White takeout boxes, fragrant steam, soy sauce, chopsticks—then Mallory presses Play on the VCR and settles next to him on the couch and they’re back at the Sea Shadows Inn in Santa Barbara with George and Doris, who notice each other eating alone in the inn’s restaurant. They raise their glasses to each other and eventually end up sitting side by side in front of the fire. They’re talking, laughing, building the foundation for a relationship that will last one weekend per year for the rest of their lives.
“Fortune cookies!” Mallory says when the movie is over. She throws one at him. He snaps her picture.
Mallory’s fortune: Competence like yours is underrated.
“Between the sheets,” she says.
Jake’s is Go for the gold! You are set to be a champion.
“Between the sheets,” he says.
Mallory gets up. “Let’s go, champ.” She’s standing before him in her cutoffs and an Espresso Café T-shirt, her hair flattened on the side where she was lying on his chest during the movie.
What if he called Ursula and told her he wasn’t coming home?
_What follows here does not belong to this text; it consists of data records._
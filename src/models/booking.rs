use chrono::{NaiveDate, NaiveDateTime, NaiveTime};
use serde::{Deserialize, Serialize};

use super::hhmm;

/// What the wizard hands to the booking sink on confirmation.
#[derive(Debug, Clone, PartialEq, Eq, Serialize, Deserialize)]
pub struct BookingRequest {
    pub service_id: String,
    pub date: NaiveDate,
    #[serde(with = "hhmm")]
    pub start_time: NaiveTime,
    #[serde(with = "hhmm")]
    pub end_time: NaiveTime,
    pub price: i64,
}

#[derive(Debug, Clone, PartialEq, Eq, Serialize, Deserialize)]
pub struct Booking {
    pub id: String,
    pub service_id: String,
    pub date: NaiveDate,
    #[serde(with = "hhmm")]
    pub start_time: NaiveTime,
    #[serde(with = "hhmm")]
    pub end_time: NaiveTime,
    pub price: i64,
    pub status: BookingStatus,
    pub created_at: NaiveDateTime,
}

impl Booking {
    pub fn from_request(id: String, request: &BookingRequest, created_at: NaiveDateTime) -> Self {
        Self {
            id,
            service_id: request.service_id.clone(),
            date: request.date,
            start_time: request.start_time,
            end_time: request.end_time,
            price: request.price,
            status: BookingStatus::Confirmed,
            created_at,
        }
    }

    pub fn overlaps(&self, start: NaiveTime, end: NaiveTime) -> bool {
        self.start_time < end && self.end_time > start
    }
}

#[derive(Debug, Clone, Copy, Serialize, Deserialize, PartialEq, Eq)]
#[serde(rename_all = "lowercase")]
pub enum BookingStatus {
    Pending,
    Confirmed,
    Cancelled,
}

impl BookingStatus {
    pub fn as_str(&self) -> &'static str {
        match self {
            BookingStatus::Pending => "pending",
            BookingStatus::Confirmed => "confirmed",
            BookingStatus::Cancelled => "cancelled",
        }
    }

    pub fn parse(s: &str) -> Self {
        match s {
            "confirmed" => BookingStatus::Confirmed,
            "cancelled" => BookingStatus::Cancelled,
            _ => BookingStatus::Pending,
        }
    }
}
What if he quit his soul-sucking job with PharmX? What if he opts out of the lease for their new apartment on Twenty-Second and L? What if he stays here and finds a job, even if that job is playing guitar at the Brotherhood of Thieves?
“Are you okay?” Mallory asks. “It looks like you’re a thousand miles away.”
“Actually,” he says, “I’m right here.”
They’re kissing on the bed when the phone rings again.
“Apple,” Mallory murmurs. “Ignore it.”
He can feel her tense a little as the message plays. It’s followed by the beep.
“Uh, hi?” a voice says. “I’m looking for Jake McCloud? This is Ursula”—“What the hell?” Jake says. Mallory sits up—“de Gournsey, his girlfriend, and I need to get a hold of him. It’s urgent.”
Ursula’s father has died. He suffered a heart attack in the middle of an orientation event for Notre Dame freshmen, a picnic at the lakes. He was taken by ambulance to St. Joe’s but was pronounced dead on arrival. Ursula tells Jake she’s going to fly to South Bend in the morning and Jake says he’ll meet her there. They hang up, then Jake spends over an hour on the phone with the airline, switching his flight, while Mallory sits on the couch with her face in her hands.